- [Activity]: When you reach the line that contains "pub fn unique_address(label: &str)" in the entries below, begin returning lines exactly as written and continue through the last one.

- [Material to process]:

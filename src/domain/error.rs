//! Domain Error Types
//!
//! Errors surfaced by the transfer engine and the wallet initializer.

use thiserror::Error;

use crate::store::StoreError;

/// Errors a single transfer attempt can end with.
///
/// Every variant is terminal for the attempt: the engine never retries on
/// its own. Whatever the variant, neither wallet was modified.
#[derive(Debug, Error)]
pub enum TransferError {
    /// Amount is zero or negative
    #[error("Invalid amount: {0} (must be positive)")]
    InvalidAmount(i64),

    /// Sender and receiver are the same address
    #[error("Cannot transfer to the same wallet")]
    SelfTransfer,

    /// No wallet exists at the sender address
    #[error("sender wallet not found: {0}")]
    SenderNotFound(String),

    /// No wallet exists at the receiver address
    #[error("receiver wallet not found: {0}")]
    ReceiverNotFound(String),

    /// Sender balance does not cover the amount
    #[error("Insufficient balance: required {required}, available {available}")]
    InsufficientBalance { required: i64, available: i64 },

    /// Crediting the receiver would overflow its balance
    #[error("Balance overflow on wallet {0}")]
    BalanceOverflow(String),

    /// The caller cancelled the transfer or its deadline passed
    #[error("Transfer cancelled before commit")]
    Cancelled,

    /// The account store failed (open, lock, write or commit)
    #[error("Store error: {0}")]
    Store(#[from] StoreError),
}

impl TransferError {
    /// Create an insufficient balance error
    pub fn insufficient_balance(required: i64, available: i64) -> Self {
        Self::InsufficientBalance {
            required,
            available,
        }
    }

    /// Check if this is a client error (caller's fault, retrying is pointless)
    pub fn is_client_error(&self) -> bool {
        matches!(
            self,
            Self::InvalidAmount(_)
                | Self::SelfTransfer
                | Self::SenderNotFound(_)
                | Self::ReceiverNotFound(_)
                | Self::InsufficientBalance { .. }
                | Self::BalanceOverflow(_)
        )
    }

    /// Check if the same transfer may succeed when retried
    pub fn is_retryable(&self) -> bool {
        matches!(self, Self::Store(_) | Self::Cancelled)
    }

    /// Stable machine-readable code for the dispatch layer
    pub fn error_code(&self) -> &'static str {
        match self {
            Self::InvalidAmount(_) => "invalid_amount",
            Self::SelfTransfer => "self_transfer",
            Self::SenderNotFound(_) => "sender_not_found",
            Self::ReceiverNotFound(_) => "receiver_not_found",
            Self::InsufficientBalance { .. } => "insufficient_balance",
            Self::BalanceOverflow(_) => "balance_overflow",
            Self::Cancelled => "cancelled",
            Self::Store(_) => "store_error",
        }
    }
}

/// Errors from wallet initialization.
#[derive(Debug, Error)]
pub enum WalletError {
    #[error("address cannot be empty")]
    EmptyAddress,

    #[error("balance cannot be negative (got {0})")]
    NegativeBalance(i64),

    #[error("Store error: {0}")]
    Store(#[from] StoreError),
}

#[cfg(test)]
mod tests {
    use super::*;

    #[test]
    fn test_insufficient_balance_error() {
        let err = TransferError::insufficient_balance(100, 50);

        assert!(err.is_client_error());
        assert!(!err.is_retryable());
        assert_eq!(err.error_code(), "insufficient_balance");
        assert!(err.to_string().contains("100"));
        assert!(err.to_string().contains("50"));
    }

    #[test]
    fn test_not_found_messages_match_wire_text() {
        let sender = TransferError::SenderNotFound("0x1".to_string());
        let receiver = TransferError::ReceiverNotFound("0x2".to_string());

        assert!(sender.to_string().starts_with("sender wallet not found"));
        assert!(receiver.to_string().starts_with("receiver wallet not found"));
    }

    #[test]
    fn test_store_error_is_retryable() {
        let err = TransferError::from(StoreError::CommitRejected("injected".to_string()));

        assert!(err.is_retryable());
        assert!(!err.is_client_error());
        assert_eq!(err.error_code(), "store_error");
    }

    #[test]
    fn test_cancelled_is_retryable() {
        assert!(TransferError::Cancelled.is_retryable());
        assert!(!TransferError::Cancelled.is_client_error());
    }
}
//! Common test utilities

use sqlx::postgres::PgPoolOptions;
use sqlx::PgPool;
use tokio::sync::OnceCell;
use uuid::Uuid;

/// Schema creation runs once per test binary; parallel `CREATE TABLE IF NOT
/// EXISTS` on a fresh database can collide in `pg_type`.
static SCHEMA: OnceCell<()> = OnceCell::const_new();

/// Connect to the test database and make sure the schema exists.
///
/// Returns `None` when `DATABASE_URL` is unset so the suite can run without
/// a database.
pub async fn setup_test_db() -> Option<PgPool> {
    dotenvy::dotenv().ok();
    let Ok(database_url) = std::env::var("DATABASE_URL") else {
        eprintln!("DATABASE_URL not set, skipping PostgreSQL test");
        return None;
    };

    let pool = PgPoolOptions::new()
        .max_connections(20)
        .connect(&database_url)
        .await
        .expect("Failed to connect to DB");

    SCHEMA
        .get_or_try_init(|| wallet_ledger::db::ensure_schema(&pool))
        .await
        .expect("Failed to create wallets table");

    Some(pool)
}

/// Address no other test run will collide with
pub fn unique_address(label: &str) -> String {
    format!("0xTEST_{}_{}", label, Uuid::new_v4().simple())
}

- [Result of this exercise]:
pub fn unique_address(label: &str) -> String {
    format!("0xTEST_{}_{}", label, Uuid::new_v4().simple())
}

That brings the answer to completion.